At the halfway point in each session, we’re allowed to break for ten minutes and I found the courage to leave the room behind another guy, as we headed downstairs in search of the kitchen. That was straightforward but, we couldn’t quite say the same for the location of the light switch, what appeared to be only two glasses (for water) in the large cupboards and then, I wanted to find the tea bags… As he returned to the room with three drinks to share, I was waiting for the kettle to boil. I was the only one who wanted a cup of tea but still, I felt strong enough to go ahead and to take what I wanted, as it was offered. I did feel a little awkward and even ‘selfish’, as I walked back in to the room with my warm drink but, I hope that my action might inspire others to attempt the same next time.

I realise now that I didn’t ask whether the bags were decaf (my preference), because (as I was told by my worker) caffeine replicates the symptoms of anxiety. I also wanted to ask whether this service was only open to solely to people within the council area or perhaps, say, a 20 mile area of their office…

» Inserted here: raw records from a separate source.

//! Timestamp normalization.
//!
//! Input timestamps are wall-clock US Pacific in `M/D/YY H:MM:SS AM|PM`
//! form (12-hour clock, no leading zeros required). Output is the same
//! instant in US Eastern, rendered in ISO 8601 with the numeric UTC offset
//! in effect at that instant. Both zones observe daylight saving
//! independently, so the offset between them is not constant across a year.
//!
//! Zone definitions come from the tzdb compiled into `chrono-tz`, loaded
//! once at process start; the conversion takes its zones as read-only
//! parameters rather than consulting process-wide state.

use chrono::{DateTime, LocalResult, NaiveDateTime, TimeDelta, TimeZone};
use chrono_tz::Tz;
use chrono_tz::US::{Eastern, Pacific};

use csvsan_model::{NormalizeError, Result};

/// Source zone for all input timestamps.
pub const SOURCE_ZONE: Tz = Pacific;

/// Target zone for all output timestamps.
pub const TARGET_ZONE: Tz = Eastern;

/// Accepts 1-2 digit month, day, and hour, so `4/1/11 9:05:00 AM` parses.
const INPUT_FORMAT: &str = "%m/%d/%y %I:%M:%S %p";

const OUTPUT_FORMAT: &str = "%Y-%m-%dT%H:%M:%S%:z";

/// Convert a Pacific wall-clock timestamp to an ISO 8601 Eastern timestamp.
pub fn normalize_timestamp(value: &str) -> Result<String> {
    normalize_timestamp_between(value, SOURCE_ZONE, TARGET_ZONE)
}

/// Convert a wall-clock timestamp from `source` to `target`.
///
/// The only failure is a pattern mismatch, reported as
/// [`NormalizeError::TimestampParse`] with the original string and the
/// chrono cause. Zone conversion cannot fail once parsing succeeds.
pub fn normalize_timestamp_between(value: &str, source: Tz, target: Tz) -> Result<String> {
    let naive = NaiveDateTime::parse_from_str(value, INPUT_FORMAT).map_err(|cause| {
        NormalizeError::TimestampParse {
            value: value.to_string(),
            source: cause,
        }
    })?;
    let localized = resolve_local(source, naive);
    Ok(localized
        .with_timezone(&target)
        .format(OUTPUT_FORMAT)
        .to_string())
}

/// Attach a zone to a wall-clock time, infallibly.
///
/// Ambiguous times (fall-back hour) resolve to the later instant, the
/// standard-time reading. Nonexistent times (spring-forward gap) shift
/// ahead one hour, which is the instant the standard-offset reading of the
/// input denotes.
fn resolve_local(zone: Tz, naive: NaiveDateTime) -> DateTime<Tz> {
    match zone.from_local_datetime(&naive) {
        LocalResult::Single(datetime) => datetime,
        LocalResult::Ambiguous(_, standard) => standard,
        LocalResult::None => {
            let shifted = naive + TimeDelta::hours(1);
            zone.from_local_datetime(&shifted)
                .earliest()
                .unwrap_or_else(|| zone.from_utc_datetime(&naive))
        }
    }
}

All questions I can prepare for our next session and another positive step towards beating anxiety! 🙂

…This evening has even got me thinking about one day volunteering to help out for myself.

3 comments on “First Step

  1. howanxious says:

    That was an interesting session. Well, it is true that some symptoms of anxiety are similar to that of the feeling of elation but I think we know from the heart when we are anxious and when we are elated because of the plethora of thoughts that come swirling by in the mind or in some cases, the resultant numbness in the mind.

    • Thanks for your thoughts, HA.

      I agree that we ‘know’ when we are anxious but then, is that only because our minds are telling us it is a frightening situation, when others may be excited about whatever opportunity?

      Skydiving, for example (which is also something I’d like to do).